Monastery information
- Order: Discalced Carmelite Order
- Established: 1631

Architecture
- Completion date: 1836

Site
- Location: Haifa, Israel
- Coordinates: 32°49′36″N 34°58′13″E﻿ / ﻿32.82667°N 34.97028°E
- Other information: Facade faces South

= Stella Maris Monastery =

19th-century Discalced Carmelite monastery in Haifa, Israel

The Stella Maris Monastery is a Catholic Christian monastery for Discalced Carmelite friars, located on the slopes of Mount Carmel in Haifa, Israel.

The main church inside the Stella Maris Monastery is said to contain the Cave of Elijah, a grotto associated with the Biblical prophet Elijah. For centuries, it has been a destination for Jewish, Christian, Muslim and Druze pilgrims.

It is also known as the Monastery of Our Lady of Mount Carmel for friars, to distinguish it from the nearby Monastery of Our Lady of Mount Carmel for nuns, located higher up on Mount Carmel.

==History==
===Crusader-period Carmelite beginnings===
In the 12th century, during the Kingdom of Jerusalem rule of the region, groups of religious hermits began to inhabit the caves of this area in imitation of Elijah the Prophet.
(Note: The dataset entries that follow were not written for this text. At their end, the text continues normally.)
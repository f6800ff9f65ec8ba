use chatcut_core::export::{plan_export, ExportSegment};
use chatcut_core::types::{Project, TimeUs};
use serde::{Deserialize, Serialize};
use std::collections::HashMap;
use std::path::{Path, PathBuf};

use crate::error::{RenderError, Result};

/// Output frame geometry. Every segment is conformed to it before concat.
#[derive(Debug, Clone, Copy, PartialEq, Serialize, Deserialize)]
pub struct ExportSettings {
    pub width: u32,
    pub height: u32,
    pub fps: u32,
}

impl Default for ExportSettings {
    fn default() -> Self {
        Self {
            width: 1920,
            height: 1080,
            fps: 30,
        }
    }
}

/// A compiled export ready for ffmpeg execution.
#[derive(Debug, Clone, Serialize, Deserialize)]
pub struct RenderPlan {
    pub inputs: Vec<PathBuf>,
    pub filter_graph: String,
    pub output_args: Vec<String>,
    pub output_path: PathBuf,
    pub total_duration_us: TimeUs,
}

/// Progress update during an export.
#[derive(Debug, Clone, Default, Serialize, Deserialize)]
pub struct ExportProgress {
    pub percent: f64,
    pub frame: u64,
    pub fps: f64,
    pub speed: String,
    pub eta_seconds: Option<f64>,
}

/// Compile a project straight into a render plan.
pub fn compile_project(
    project: &Project,
    settings: ExportSettings,
    output_path: impl Into<PathBuf>,
) -> Result<RenderPlan> {
    let segments = plan_export(project)?;
    compile(&segments, settings, output_path)
}

/// Compile flattened segments into one `filter_complex` graph: a trimmed,
/// conformed stream per clip, a black `color` source per gap, and a final
/// video-only `concat`.
pub fn compile(
    segments: &[ExportSegment],
    settings: ExportSettings,
    output_path: impl Into<PathBuf>,
) -> Result<RenderPlan> {
    if !segments.iter().any(|s| matches!(s, ExportSegment::Clip { .. })) {
        return Err(RenderError::NoClips);
    }

    let ExportSettings { width, height, fps } = settings;
    let conform = format!(
        "scale={width}:{height}:force_original_aspect_ratio=decrease,pad={width}:{height}:(ow-iw)/2:(oh-ih)/2,setsar=1,fps={fps},format=yuv420p"
    );

    let mut path_to_index: HashMap<&Path, usize> = HashMap::new();
    let mut inputs: Vec<PathBuf> = Vec::new();
    let mut filters: Vec<String> = Vec::new();
    let mut total = TimeUs::ZERO;

    for (i, segment) in segments.iter().enumerate() {
        total = total + segment.duration();
        match segment {
            ExportSegment::Gap { duration_us } => {
                let d = duration_us.as_seconds();
                filters.push(format!(
                    "color=c=black:s={width}x{height}:r={fps}:d={d},setsar=1,format=yuv420p[v{i}]"
                ));
            }
            ExportSegment::Clip {
                source,
                source_offset_us,
                duration_us,
                ..
            } => {
                let input_idx = *path_to_index.entry(source.as_path()).or_insert_with(|| {
                    inputs.push(source.clone());
                    inputs.len() - 1
                });
                let start_s = source_offset_us.as_seconds();
                let end_s = (*source_offset_us + *duration_us).as_seconds();
                filters.push(format!(
                    "[{input_idx}:v]trim=start={start_s}:end={end_s},setpts=PTS-STARTPTS,{conform}[v{i}]"
                ));
            }
        }
    }

    let n = segments.len();
    let concat_inputs: String = (0..n).map(|i| format!("[v{i}]")).collect();
    filters.push(format!("{concat_inputs}concat=n={n}:v=1:a=0[outv]"));

    let output_args = vec![
        "-map".to_string(),
        "[outv]".to_string(),
        "-c:v".to_string(),
        "libx264".to_string(),
        "-crf".to_string(),
        "23".to_string(),
        "-pix_fmt".to_string(),
        "yuv420p".to_string(),
        "-r".to_string(),
        format!("{fps}"),
        "-an".to_string(),
    ];

    Ok(RenderPlan {
        inputs,
        filter_graph: filters.join(";"),
        output_args,
        output_path: output_path.into(),
        total_duration_us: total,
    })
}

/// Build ffmpeg args from a render plan.
pub fn build_ffmpeg_args(plan: &RenderPlan) -> Vec<String> {
    let mut args = vec!["-y".to_string()];

    for input in &plan.inputs {
        args.push("-i".to_string());
        args.push(input.to_string_lossy().to_string());
    }

    args.push("-filter_complex".to_string());
    args.push(plan.filter_graph.clone());
    args.extend(plan.output_args.iter().cloned());
    args.push(plan.output_path.to_string_lossy().to_string());
    args
}

/// Execute a render plan by spawning ffmpeg.
/// Sends progress updates via the channel.
pub async fn execute(
    plan: &RenderPlan,
    progress_tx: tokio::sync::watch::Sender<ExportProgress>,
) -> Result<()> {
    use std::process::Stdio;
    use tokio::process::Command;

    let args = build_ffmpeg_args(plan);
    tracing::info!(output = %plan.output_path.display(), inputs = plan.inputs.len(), "Export started");

    let mut child = Command::new("ffmpeg")
        .args(&args)
        .stdin(Stdio::null())
        .stdout(Stdio::null())
        .stderr(Stdio::piped())
        .spawn()
        .map_err(|e| {
            if e.kind() == std::io::ErrorKind::NotFound {
                RenderError::FfmpegNotFound
            } else {
                RenderError::Io(e)
            }
        })?;

    let stderr = child
        .stderr
        .take()
        .ok_or_else(|| RenderError::FfmpegFailed("stderr was not captured".into()))?;
    let updates = forward_progress(stderr, plan.total_duration_us.as_seconds(), &progress_tx).await;
    tracing::debug!(updates, "Export progress stream closed");

    let status = child.wait().await?;
    if !status.success() {
        tracing::error!(%status, "Export failed");
        return Err(RenderError::FfmpegFailed(format!(
            "ffmpeg exited with {status}"
        )));
    }

    tracing::info!(output = %plan.output_path.display(), "Export finished");
    Ok(())
}

/// Pump ffmpeg's stderr into `progress_tx`. Status updates are separated by
/// `\r` while log lines end in `\n`, so both count as record breaks.
/// Returns the number of progress records seen.
async fn forward_progress<R>(
    stderr: R,
    total_secs: f64,
    progress_tx: &tokio::sync::watch::Sender<ExportProgress>,
) -> usize
where
    R: tokio::io::AsyncRead + Unpin,
{
    use tokio::io::{AsyncBufReadExt, BufReader};

    let mut records = BufReader::new(stderr).split(b'\r');
    let mut seen = 0;
    while let Ok(Some(chunk)) = records.next_segment().await {
        let chunk = String::from_utf8_lossy(&chunk);
        for line in chunk.lines() {
            if let Some(progress) = parse_progress(line, total_secs) {
                seen += 1;
                let _ = progress_tx.send(progress);
            }
        }
    }
    seen
}

/// Read one ffmpeg stderr status line, e.g.
/// `frame=  150 fps= 30 q=28.0 size= 1024kB time=00:00:05.00 bitrate=... speed=1.5x`.
/// Lines without a `time=` field are not progress and yield `None`.
pub fn parse_progress(line: &str, total_secs: f64) -> Option<ExportProgress> {
    let fields = status_fields(line);
    let elapsed = fields.get("time").and_then(|t| clock_seconds(t))?;

    let speed = fields.get("speed").map(|s| s.to_string()).unwrap_or_default();
    let factor: f64 = speed.trim_end_matches('x').parse().unwrap_or(0.0);
    let remaining = total_secs - elapsed;

    Some(ExportProgress {
        percent: if total_secs > 0.0 {
            (100.0 * elapsed / total_secs).clamp(0.0, 100.0)
        } else {
            0.0
        },
        frame: fields.get("frame").and_then(|f| f.parse().ok()).unwrap_or(0),
        fps: fields.get("fps").and_then(|f| f.parse().ok()).unwrap_or(0.0),
        speed,
        eta_seconds: (factor > 0.0 && remaining > 0.0).then(|| remaining / factor),
    })
}

/// Split a status line into `key -> value`. ffmpeg pads values after `=`
/// with spaces, so a token ending in `=` takes the next token as its value.
fn status_fields(line: &str) -> HashMap<&str, &str> {
    let mut fields = HashMap::new();
    let mut tokens = line.split_whitespace();
    while let Some(token) = tokens.next() {
        let Some((key, value)) = token.split_once('=') else {
            continue;
        };
        let value = if value.is_empty() {
            match tokens.next() {
                Some(v) => v,
                None => break,
            }
        } else {
            value
        };
        fields.insert(key, value);
    }
    fields
}

/// `HH:MM:SS.ff` to seconds.
fn clock_seconds(clock: &str) -> Option<f64> {
    let parts: Vec<f64> = clock
        .split(':')
        .map(|p| p.parse().ok())
        .collect::<Option<_>>()?;
    match parts.as_slice() {
        [h, m, s] => Some(h * 3600.0 + m * 60.0 + s),
        _ => None,
    }
}

// ---------------------------------------------------------------------------
// Tests
// ---------------------------------------------------------------------------
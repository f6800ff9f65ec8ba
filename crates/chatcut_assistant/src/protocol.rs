//! Wire shapes for the assistant and preprocessing endpoints.

use chatcut_core::ops::EditOp;
use chatcut_core::types::{Annotations, FrameAttributes};
use chatcut_core::CoreError;
use serde::{Deserialize, Deserializer, Serialize};
use serde_json::Value;

use crate::error::Result;

#[derive(Debug, Clone, Copy, PartialEq, Eq, Serialize, Deserialize)]
#[serde(rename_all = "lowercase")]
pub enum Role {
    User,
    Assistant,
}

#[derive(Debug, Clone, PartialEq, Serialize, Deserialize)]
pub struct ChatMessage {
    pub role: Role,
    pub content: String,
}

#[derive(Debug, Clone, Copy, PartialEq, Eq, Serialize, Deserialize)]
#[serde(rename_all = "snake_case")]
pub enum RequestType {
    NewChat,
    ContinueTask,
}

#[derive(Debug, Clone, PartialEq, Serialize)]
pub struct AssistantRequest {
    pub messages: Vec<ChatMessage>,
    /// Each entry is one serialized clip context.
    #[serde(rename = "clipContexts")]
    pub clip_contexts: Vec<String>,
    #[serde(rename = "type")]
    pub request_type: RequestType,
    #[serde(skip_serializing_if = "Option::is_none")]
    pub task_id: Option<String>,
}

impl AssistantRequest {
    pub fn new_chat(messages: Vec<ChatMessage>, clip_contexts: Vec<String>) -> Self {
        Self {
            messages,
            clip_contexts,
            request_type: RequestType::NewChat,
            task_id: None,
        }
    }

    pub fn continue_task(
        messages: Vec<ChatMessage>,
        clip_contexts: Vec<String>,
        task_id: Option<String>,
    ) -> Self {
        Self {
            messages,
            clip_contexts,
            request_type: RequestType::ContinueTask,
            task_id,
        }
    }
}

#[derive(Debug, Clone, PartialEq, Deserialize)]
#[serde(tag = "type", rename_all = "snake_case")]
pub enum AssistantResponse {
    Message {
        message: String,
    },
    FunctionCall(FunctionCall),
}

#[derive(Debug, Clone, PartialEq, Deserialize)]
pub struct FunctionCall {
    pub function_name: String,
    /// Usually a JSON-encoded string; a bare object is accepted too.
    #[serde(default)]
    pub function_args: Value,
    #[serde(default, deserialize_with = "task_id_string")]
    pub task_id: Option<String>,
}

impl FunctionCall {
    /// The argument object, decoded from its string form if needed. Garbled
    /// arguments are the assistant's malformed input, not a transport fault.
    pub fn arguments(&self) -> Result<Value> {
        match &self.function_args {
            Value::String(raw) => serde_json::from_str(raw).map_err(|e| {
                CoreError::InvalidArgument(format!(
                    "{} arguments are not valid JSON: {e}",
                    self.function_name
                ))
                .into()
            }),
            Value::Null => Ok(Value::Object(Default::default())),
            other => Ok(other.clone()),
        }
    }

    pub fn to_op(&self) -> Result<EditOp> {
        let args = self.arguments()?;
        Ok(EditOp::parse(&self.function_name, &args)?)
    }
}

fn task_id_string<'de, D: Deserializer<'de>>(d: D) -> std::result::Result<Option<String>, D::Error> {
    Ok(match Option::<Value>::deserialize(d)? {
        Some(Value::String(s)) => Some(s),
        Some(Value::Null) | None => None,
        Some(other) => Some(other.to_string()),
    })
}

/// Per-second analysis returned for a newly ingested video.
#[derive(Debug, Clone, Default, PartialEq, Serialize, Deserialize)]
#[serde(default)]
pub struct PreprocessResponse {
    pub image_description: Vec<String>,
    pub transcription: Vec<String>,
    pub image_attributes: Vec<FrameAttributes>,
}

impl PreprocessResponse {
    pub fn into_annotations(self) -> Annotations {
        Annotations {
            descriptions: self.image_description,
            attributes: self.image_attributes,
            transcript: self.transcription,
        }
    }
}
pub mod config;
pub mod editing;
pub mod error;
pub mod export;
pub mod media;
pub mod ops;
pub mod playback;
pub mod project;
pub mod selection;
pub mod session;
pub mod types;

pub use error::{CoreError, ErrorKind, Result};
pub use media::MediaLibrary;
pub use types::*;
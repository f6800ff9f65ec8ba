mod commands;
mod state;

use anyhow::{Context, Result};
use chatcut_assistant::{CommandLoop, HttpAssistant, HttpPreprocessor};
use chatcut_core::config::EditorConfig;
use chatcut_core::types::Project;
use chatcut_render::FfmpegProcessor;
use clap::Parser;
use std::path::PathBuf;
use std::sync::Arc;
use tokio::io::{AsyncBufReadExt, AsyncWriteExt, BufReader};

use commands::Command;
use state::{App, Flow};

/// Edit a video timeline by chatting with an assistant.
#[derive(Debug, Parser)]
#[command(name = "chatcut", version)]
struct Args {
    /// Config file (defaults to the user config dir, then built-in defaults)
    #[arg(long)]
    config: Option<PathBuf>,

    /// Open a saved .chatcut project instead of starting empty
    #[arg(long)]
    project: Option<PathBuf>,

    /// Run without the mpv preview window
    #[arg(long)]
    no_preview: bool,

    /// Media files to import and lay out back to back
    media: Vec<PathBuf>,
}

fn check_dependencies() {
    let deps = [
        ("ffmpeg", "transforms and export"),
        ("ffprobe", "media file analysis"),
    ];

    let missing: Vec<_> = deps
        .iter()
        .filter(|(bin, _)| {
            std::process::Command::new(bin)
                .arg("-version")
                .stdout(std::process::Stdio::null())
                .stderr(std::process::Stdio::null())
                .status()
                .is_err()
        })
        .collect();

    if !missing.is_empty() {
        eprintln!("\n=== chatcut: missing required dependencies ===\n");
        for (bin, purpose) in &missing {
            eprintln!("  x {bin} -- {purpose}");
        }
        eprintln!("\nInstall with:");
        eprintln!("  sudo apt install ffmpeg\n");
        std::process::exit(1);
    }
}

#[tokio::main]
async fn main() -> Result<()> {
    let args = Args::parse();
    check_dependencies();

    tracing_subscriber::fmt()
        .with_env_filter(
            tracing_subscriber::EnvFilter::try_from_default_env()
                .unwrap_or_else(|_| "info".into()),
        )
        .with_writer(std::io::stderr)
        .init();

    let config = EditorConfig::resolve(args.config.as_deref()).context("loading config")?;
    let project = match &args.project {
        Some(path) => Project::load_from_file(path)
            .with_context(|| format!("opening {}", path.display()))?,
        None => Project::from_config("Untitled", &config.timeline),
    };

    let assistant = Arc::new(HttpAssistant::from_config(&config.assistant)?);
    let preprocessor = Arc::new(HttpPreprocessor::from_config(&config.assistant)?);
    let processor = Arc::new(FfmpegProcessor::new(config.media.derived_dir.clone()));
    let max_steps = config.assistant.max_steps;

    let mut app = App::new(
        &config,
        project,
        |session| CommandLoop::new(session, assistant, processor, max_steps),
        preprocessor,
        !args.no_preview,
    );

    for path in &args.media {
        if let Err(e) = app.import(path).await {
            eprintln!("{e:#}");
        }
    }

    println!("chatcut ready. Type /help for commands.");
    let mut lines = BufReader::new(tokio::io::stdin()).lines();
    let mut stdout = tokio::io::stdout();
    loop {
        stdout.write_all(b"> ").await?;
        stdout.flush().await?;
        let Some(line) = lines.next_line().await? else {
            break;
        };
        let command = match Command::parse(&line) {
            Ok(c) => c,
            Err(e) => {
                println!("{e:#}");
                continue;
            }
        };
        match app.handle(command).await {
            Ok(Flow::Quit) => break,
            Ok(Flow::Continue) => {}
            Err(e) => println!("error: {e:#}"),
        }
    }
    Ok(())
}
In the early 13th century, their leader and prior (referred to in the rule only as 'Brother B', although sometimes claimed despite an absence of supporting evidence to be either Saint Brocard or Saint Bertold) asked the Latin Patriarch of Jerusalem, Albert Avogadro, to provide the group with a written rule of life, which he did.

This was the originating act of the Order, who took the name Order of the Brothers of Our Lady of Mount Carmel or Carmelites. An oratory was dedicated to the Virgin Mary in her aspect of Our Lady, Star of the Sea, the latter part of which translates in Latin to Stella Maris. Within a few decades, when the capital of the Crusader Kingdom of Jerusalem, Acre, fell in 1291 to the Mamluks, these monastic hermits were forced to leave the Holy Land. The Carmelite order spread throughout Europe, where, from 1238 onwards, the Order had begun to found houses -- at the end of Saint Louis' first crusade to the Holy Land in 1254, he had taken six Carmelites back to France with him.

===New location (1631-1761)===
In 1631 the Discalced branch of the Order returned to the Holy Land, led by the Venerable Father Prosper. He had a small monastery constructed on the promontory at Mount Carmel, close to the lighthouse, and the friars lived there until 1761, when Daher al-Umar, the then effectively independent ruler of Galilee, ordered them to vacate the site and demolish the monastery.

===Current location: first building (1761-1821)===
The Order then moved to the present location, which is directly above a grotto where the prophet Elijah is said to have lived. Here they built a large church and monastery, first clearing the site of the ruins of a medieval Greek church, known as "the Abbey of St. Margaret" and a chapel, thought to date back to the time of the Byzantine Empire.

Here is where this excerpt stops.